La Commission des affaires de sécurité et de défense a examiné la décision du Président concernant le retour de la loi à l'examen du Conseil de sécurité du Kosovo, rapports sur l'économie en ligne. Cette commission a décidé d'aller à la Commission juridique pour une interprétation juridique. Le membre du groupe de travail albanais Mehmeti Selimi a déclaré que [...]
Cette commission a décidé d'aller à la Commission juridique pour une interprétation juridique.
Le membre du Groupe de travail, l'Albanais Mehmeti Selimi, a déclaré que des représentants du Bureau du Président étaient présents à la réunion du groupe de traitement et, selon elle, ils n'ont fait aucune observation.
Mais, a-t-elle ajouté, la fonction de président par écrit a rejeté cette loi, comme selon elle, est contraire à la Constitution.
C'est vrai que nous avons poursuivi l'audience et qu'elle a été adoptée, mais après la date limite de révision, la loi a été renvoyée avec des remarques précises qui auraient violé la Constitution. Considérant qu'en tant que groupe de travail, nous avons examiné toutes les raisons de cette situation. Le parrain m'a dit que lors des réunions qu'il a tenues, les représentants du président étaient présents à chaque réunion. Lors de ces réunions, elles ont été élaborées et, sur chaque article, elles ont eu la possibilité de suggérer la procédure.

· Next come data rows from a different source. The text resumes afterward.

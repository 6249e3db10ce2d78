//! Error types for octant queries and OBJ output.

use std::path::PathBuf;

use thiserror::Error;

use crate::octant::OctantBox;

/// Errors raised while mapping coordinates to octant paths.
#[derive(Debug, Clone, PartialEq, Error)]
pub enum OctantError {
    #[error("invalid coordinate: lat {lat}, lon {lon}")]
    InvalidCoordinate { lat: f64, lon: f64 },

    #[error("invalid bounding box: {0:?}")]
    InvalidBoundingBox(OctantBox),

    #[error("octant {path} recorded with box {recorded:?}, then {found:?}")]
    InconsistentBox {
        path: String,
        recorded: OctantBox,
        found: OctantBox,
    },
}

/// Errors raised while writing a node to the OBJ model.
#[derive(Debug, Error)]
pub enum ObjError {
    #[error("failed to write {path}: {source}")]
    Io {
        path: PathBuf,
        #[source]
        source: std::io::Error,
    },

    #[error("node {node} mesh {mesh}: strip window at {strip_index} mixes octant layers")]
    VertexLayerMismatch {
        node: String,
        mesh: usize,
        strip_index: usize,
    },

    #[error("node {node} mesh {mesh}: index {index} out of range for {len} vertices")]
    InvalidIndex {
        node: String,
        mesh: usize,
        index: usize,
        len: usize,
    },

    #[error("node {node} mesh {mesh}: {normals} normals for {vertices} vertices")]
    NormalCountMismatch {
        node: String,
        mesh: usize,
        normals: usize,
        vertices: usize,
    },

    #[error("node {node} mesh {mesh}: {source}")]
    Texture {
        node: String,
        mesh: usize,
        #[source]
        source: rocktree::Error,
    },
}
//! Texture coordinate unpacking.

use glam::Vec2;

use crate::error::{DecodeError, DecodeResult};
use crate::{UvTransform, Vertex};

/// Unpack texture coordinates into vertex array.
///
/// Input format: 4-byte header (`u_mod - 1`, `v_mod - 1` as little-endian
/// u16) followed by 4*N bytes of UV data laid out as
/// `[u_lo.., v_lo.., u_hi.., v_hi..]`. The UV values are delta-encoded with
/// modulo arithmetic.
///
/// # Arguments
///
/// * `packed` - The packed texture coordinate data
/// * `vertices` - Mutable slice of vertices to update
///
/// # Returns
///
/// The UV transform (offset and scale) matching the quantization.
pub fn unpack_tex_coords(packed: &[u8], vertices: &mut [Vertex]) -> DecodeResult<UvTransform> {
    let count = vertices.len();
    if packed.len() != 4 + 4 * count {
        return Err(DecodeError::InvalidLength {
            field: "texture_coordinates",
            expected: 4 + 4 * count,
            actual: packed.len(),
        });
    }

    let u_mod = 1 + u32::from(u16::from_le_bytes([packed[0], packed[1]]));
    let v_mod = 1 + u32::from(u16::from_le_bytes([packed[2], packed[3]]));
    let data = &packed[4..];

    let (mut u, mut v) = (0u32, 0u32);
    for (i, vertex) in vertices.iter_mut().enumerate() {
        u = (u + u32::from(data[i]) + (u32::from(data[2 * count + i]) << 8)) % u_mod;
        v = (v + u32::from(data[count + i]) + (u32::from(data[3 * count + i]) << 8)) % v_mod;
        vertex.set_uv(u as u16, v as u16);
    }

    Ok(UvTransform {
        offset: Vec2::splat(0.5),
        scale: Vec2::new(1.0 / u_mod as f32, 1.0 / v_mod as f32),
    })
}

#[cfg(test)]
mod tests {
    use super::*;

    #[test]
    fn decodes_modular_deltas() {
        let mut vertices = vec![Vertex::default(); 2];
        // u_mod = 1000, v_mod = 16.
        let packed = [
            0xe7, 0x03, 0x0f, 0x00, // header
            0x10, 0xf0, // u_lo
            0x05, 0x0c, // v_lo
            0x01, 0x02, // u_hi
            0x00, 0x00, // v_hi
        ];

        let transform = unpack_tex_coords(&packed, &mut vertices).unwrap();

        // 0x110 = 272, then (272 + 0x2f0) % 1000 = 24.
        assert_eq!(vertices[0].u(), 272);
        assert_eq!(vertices[1].u(), 24);
        // 5, then (5 + 12) % 16 = 1.
        assert_eq!(vertices[0].v(), 5);
        assert_eq!(vertices[1].v(), 1);
        assert_eq!(transform.offset, Vec2::splat(0.5));
        assert!((transform.scale.x - 0.001).abs() < 1e-9);
        assert!((transform.scale.y - 1.0 / 16.0).abs() < 1e-9);
    }

    #[test]
    fn length_must_match_vertex_count() {
        let mut vertices = vec![Vertex::default(); 3];
        assert_eq!(
            unpack_tex_coords(&[0; 8], &mut vertices),
            Err(DecodeError::InvalidLength {
                field: "texture_coordinates",
                expected: 16,
                actual: 8,
            })
        );
    }
}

On m'a dit qu'il n'y avait aucune remarque parce qu'ils étaient cofondateurs de la loi. Hier, l'invitation a également été adressée aux représentants du président, ils ont dit que le président considère tous les raisonnements nécessaires donnés par écrit”, a-t-elle dit.
Du Mouvement Vetevendosje, Enver Dugolli dit qu'il n'y a aucun signe que quelque chose ne va pas avec le président pendant la procédure judiciaire.
Nous devons coopérer, nous n'avons aucun signe que quelque chose ne va pas, il est donc nécessaire d'inviter les représentants du président à tenir une réunion et ce qu'ils pensent. Parce que cette pensée est abstraite, cette partie où on dit qu'elle est retirée de la loi actuelle est une description de la Constitution”, a dit Dugolli.
Par la Ligue démocratique du Kosovo, Anton Kuni a suggéré que la Commission juridique interprète cette loi.
En tant que commission, nous devons nous montrer disposés à traiter toutes les remarques, en particulier de la part du Président. Nous devrions avoir une interprétation par la Commission juridique”, a dit Quinn.